Пробуждение
28 июля 2019 г. в 17:34
Ему снилась Адана. Солнце нагрело щеку и напомнило о зное родного края. Он видел, как ночная прохлада испаряется с холодных камней мостовой, как просыпается огромный город, как наступает очередное утро. Он слышал, как люди говорили: "Что принесёт этот день?"
Ему – ничего, в этой жизни он всё добывает в борьбе. Он – Азер Куртулуш, а кругом – Византия.
Солнце заставило Азера разомкнуть веки. За окном был покорённый им Стамбул. С момента убийства Саваша он впервые позволил себе выспаться. Всё позади, тело Салиха Кочовалы должно уже лежать на холодном столе тюремного морга. Азер направился к бассейну, но дверь во внутренний двор поддалась не сразу. Что-то преградило ему путь. Он увидел суетливое копошение на пороге и громко выругался: "Тимсах, опять ты!" С тех пор, как Тимсах вернулся с перестрелки, потеряв второй указательный палец, цепляясь за мусоровоз, он категорически отказывается покидать двор Азера.
- Я прощаю тебе побег с чатапата: в конце концов, ты всего лишь рептилия, зайди уже в дом.
- Что ты, дружище, я не достоин такой чести, ты только защити меня от Акына.
- Джаным, тебе просто нужна доза, но этот дом чист. Ребята отвезут тебя в притон, там тебя не найдут.
Над Тимсахом нависла громадная фигура охранника:
- Азер-бей, он так боится Акына, что перестал торчать. Парень – его личный сорт героина.
- Убери это создание с глаз долой. Вечером он распугает всех девок.
Охранник расплылся в улыбке в предвкушении кутежа:
- Вызвать? Скольких?
- По полной программе.
Азер сам с радостью думал о вечере.
В последние дни он снимал напряжение в компании боксёрской груши. Но и в спортзале от Кочовалы не было покоя. Надо успеть перевернуть этот дом вверх дном и восстановить его до приезда Фадик Куртулуш. Азер понял, что в эту минуту он больше всего хочет услышать голос матери. Едва он потянулся к телефону, как перед ним появился второй охранник.
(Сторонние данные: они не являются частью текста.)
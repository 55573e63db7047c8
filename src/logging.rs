use anyhow::Result;
use colored::*;
use std::fmt;
use std::path::Path;
use tracing::{Event, Level, Subscriber};
use tracing_appender::non_blocking::WorkerGuard;
use tracing_subscriber::fmt::format::{FormatEvent, FormatFields, Writer};
use tracing_subscriber::fmt::FmtContext;
use tracing_subscriber::layer::SubscriberExt;
use tracing_subscriber::registry::LookupSpan;
use tracing_subscriber::util::SubscriberInitExt;
use tracing_subscriber::EnvFilter;

/// Name of the plain-text log written into the results directory.
pub const LOG_FILE: &str = "harness.log";

/// A custom tracing event formatter for colorizing log output based on level.
///
/// The console gets clean, user-facing lines colored by severity, without
/// timestamps or level tags. The log file keeps the full default format.
pub struct ColorizedFormatter;

impl<S, N> FormatEvent<S, N> for ColorizedFormatter
where
    S: Subscriber + for<'a> LookupSpan<'a>,
    N: for<'a> FormatFields<'a> + 'static,
{
    fn format_event(
        &self,
        ctx: &FmtContext<'_, S, N>,
        mut writer: Writer<'_>,
        event: &Event<'_>,
    ) -> fmt::Result {
        // Buffer the fields so the whole line can be colored at once.
        let mut buffer = String::new();
        let mut buf_writer = Writer::new(&mut buffer);
        ctx.format_fields(buf_writer.by_ref(), event)?;

        let colored_output = match *event.metadata().level() {
            Level::INFO => buffer.green(),
            Level::WARN => buffer.yellow(),
            Level::ERROR => buffer.red(),
            Level::DEBUG => buffer.blue(),
            Level::TRACE => buffer.purple(),
        };

        writeln!(writer, "{}", colored_output)
    }
}

fn env_filter(verbose: bool) -> EnvFilter {
    let default = if verbose { "debug" } else { "info" };
    EnvFilter::try_from_default_env().unwrap_or_else(|_| EnvFilter::new(default))
}

/// Install the global subscriber.
///
/// With `log_dir` set, events are also appended to `<log_dir>/harness.log`
/// through a non-blocking writer; the returned guard must be held until exit
/// so buffered lines are flushed.
pub fn init(verbose: bool, log_dir: Option<&Path>) -> Result<Option<WorkerGuard>> {
    let console = tracing_subscriber::fmt::layer().event_format(ColorizedFormatter);

    match log_dir {
        Some(dir) => {
            std::fs::create_dir_all(dir)?;
            let appender = tracing_appender::rolling::never(dir, LOG_FILE);
            let (writer, guard) = tracing_appender::non_blocking(appender);
            let file = tracing_subscriber::fmt::layer()
                .with_ansi(false)
                .with_writer(writer);

            tracing_subscriber::registry()
                .with(env_filter(verbose))
                .with(console)
                .with(file)
                .try_init()?;
            Ok(Some(guard))
        }
        None => {
            tracing_subscriber::registry()
                .with(env_filter(verbose))
                .with(console)
                .try_init()?;
            Ok(None)
        }
    }
}
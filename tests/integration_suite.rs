#![cfg(unix)]

//! End-to-end run against fake server and load generator scripts.

use anyhow::Result;
use clap::Parser;
use kv_benchmark::{Args, BenchmarkSuite, RunConfig};
use std::os::unix::fs::PermissionsExt;
use std::path::{Path, PathBuf};

const FAKE_SERVER: &str = "#!/bin/sh
trap 'exit 0' TERM
while true; do sleep 0.05; done
";

const FAKE_MEMTIER: &str = r#"#!/bin/sh
out=""
while [ $# -gt 0 ]; do
  if [ "$1" = "--json-out-file" ]; then out="$2"; fi
  shift
done
printf '{"ALL STATS":{"Totals":{"Ops/sec":1234.5,"Average Latency":0.5,"Max Latency":2.0,"Percentile Latencies":{"p50.00":0.4,"p99.00":1.1}}}}' > "$out"
"#;

fn script(dir: &Path, name: &str, body: &str) -> Result<PathBuf> {
    let path = dir.join(name);
    std::fs::write(&path, body)?;
    std::fs::set_permissions(&path, std::fs::Permissions::from_mode(0o755))?;
    Ok(path)
}

fn free_port() -> Result<u16> {
    let listener = std::net::TcpListener::bind("127.0.0.1:0")?;
    Ok(listener.local_addr()?.port())
}

/// KeyDB cannot start; Redis still runs every scenario and is reported.
#[tokio::test]
async fn failed_target_does_not_stop_the_suite() -> Result<()> {
    let bin = tempfile::TempDir::new()?;
    let out = tempfile::TempDir::new()?;
    let server = script(bin.path(), "fake-redis-server", FAKE_SERVER)?;
    let memtier = script(bin.path(), "fake-memtier", FAKE_MEMTIER)?;
    let missing = bin.path().join("keydb-server-not-installed");

    let redis_port = free_port()?.to_string();
    let keydb_port = free_port()?.to_string();
    let results_dir = out.path().join("run");

    let args = Args::parse_from([
        "kv-benchmark",
        "--redis-server-bin",
        server.to_str().unwrap(),
        "--keydb-server-bin",
        missing.to_str().unwrap(),
        "--memtier-bin",
        memtier.to_str().unwrap(),
        "--redis-port",
        redis_port.as_str(),
        "--keydb-port",
        keydb_port.as_str(),
        "--readiness-probe",
        "none",
        "--startup-grace",
        "0s",
        "--cooldown",
        "0s",
        "--stop-timeout",
        "2s",
        "--test-time",
        "1s",
        "--workload",
        "balanced",
        "write-heavy",
        "--results-dir",
        results_dir.to_str().unwrap(),
    ]);
    let config = RunConfig::from_args(&args)?;

    let outcome = BenchmarkSuite::new(config).run().await?;

    assert_eq!(outcome.failed_targets.len(), 1);
    assert_eq!(outcome.failed_targets[0].target, "keydb");
    assert!(outcome.skipped_scenarios.is_empty());

    assert_eq!(outcome.table.len(), 2);
    assert_eq!(outcome.table.targets(), vec!["redis"]);
    let balanced = outcome.table.get("redis", "balanced").unwrap();
    assert_eq!(balanced.ops_per_sec, 1234.5);
    assert_eq!(balanced.percentile(99.0), Some(1.1));
    assert!(outcome.table.get("redis", "writeheavy").is_some());

    assert!(results_dir.join("redis_balanced.json").exists());
    assert!(results_dir.join("redis-server.log").exists());
    assert!(results_dir.join("comparison.json").exists());
    assert!(results_dir.join("throughput_comparison.svg").exists());
    assert!(outcome.artifacts.contains(&results_dir.join("summary.txt")));

    let summary = std::fs::read_to_string(results_dir.join("summary.txt"))?;
    let blocks: Vec<&str> = summary
        .lines()
        .filter(|line| line.starts_with("Results from "))
        .collect();
    assert_eq!(
        blocks,
        vec![
            "Results from redis_balanced.json:",
            "Results from redis_writeheavy.json:"
        ]
    );
    assert_eq!(
        summary.lines().filter(|line| *line == "  Ops/sec: 1234.5").count(),
        2
    );
    Ok(())
}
- Надеюсь, ты с хорошими новостями, иначе у тебя появится третий фингал за неделю.
- Азер-аби, из тюрьмы пока не ответили. Я пришёл сказать, что у тебя гостья.
- Гостья? В такой час? - спросил Азер, глядя в растерянное лицо охранника, и понял, что речь идёт не о шлюхах.
- Она из семьи Кочовалы...
Эта фамилия, как остатки кошмарного сна, которые никак не стряхнуть наяву. Подойдя к шкафу, Азер задумался:
- Белая рубашка или чёрная? Как там было у Шекспира: "Красотою стала чернота?" Нет, это не в тему, там речь о невесте с чёрными бровями...
Азер выбрал белую рубашку, кажется, только для того, чтобы согнать с души поэтический настрой. Слишком серьёзный день был впереди.
Это подтвердил и пристальный взгляд холодных глаз, который он почувствовал на себе, войдя в гостиную.
- Добро пожаловать, госпожа. Не знаю вашего имени.
- С добром пришла. Меня зовут Султан Кочовалы.
- Ваш внук знает, что вы нарушаете нейтралитет?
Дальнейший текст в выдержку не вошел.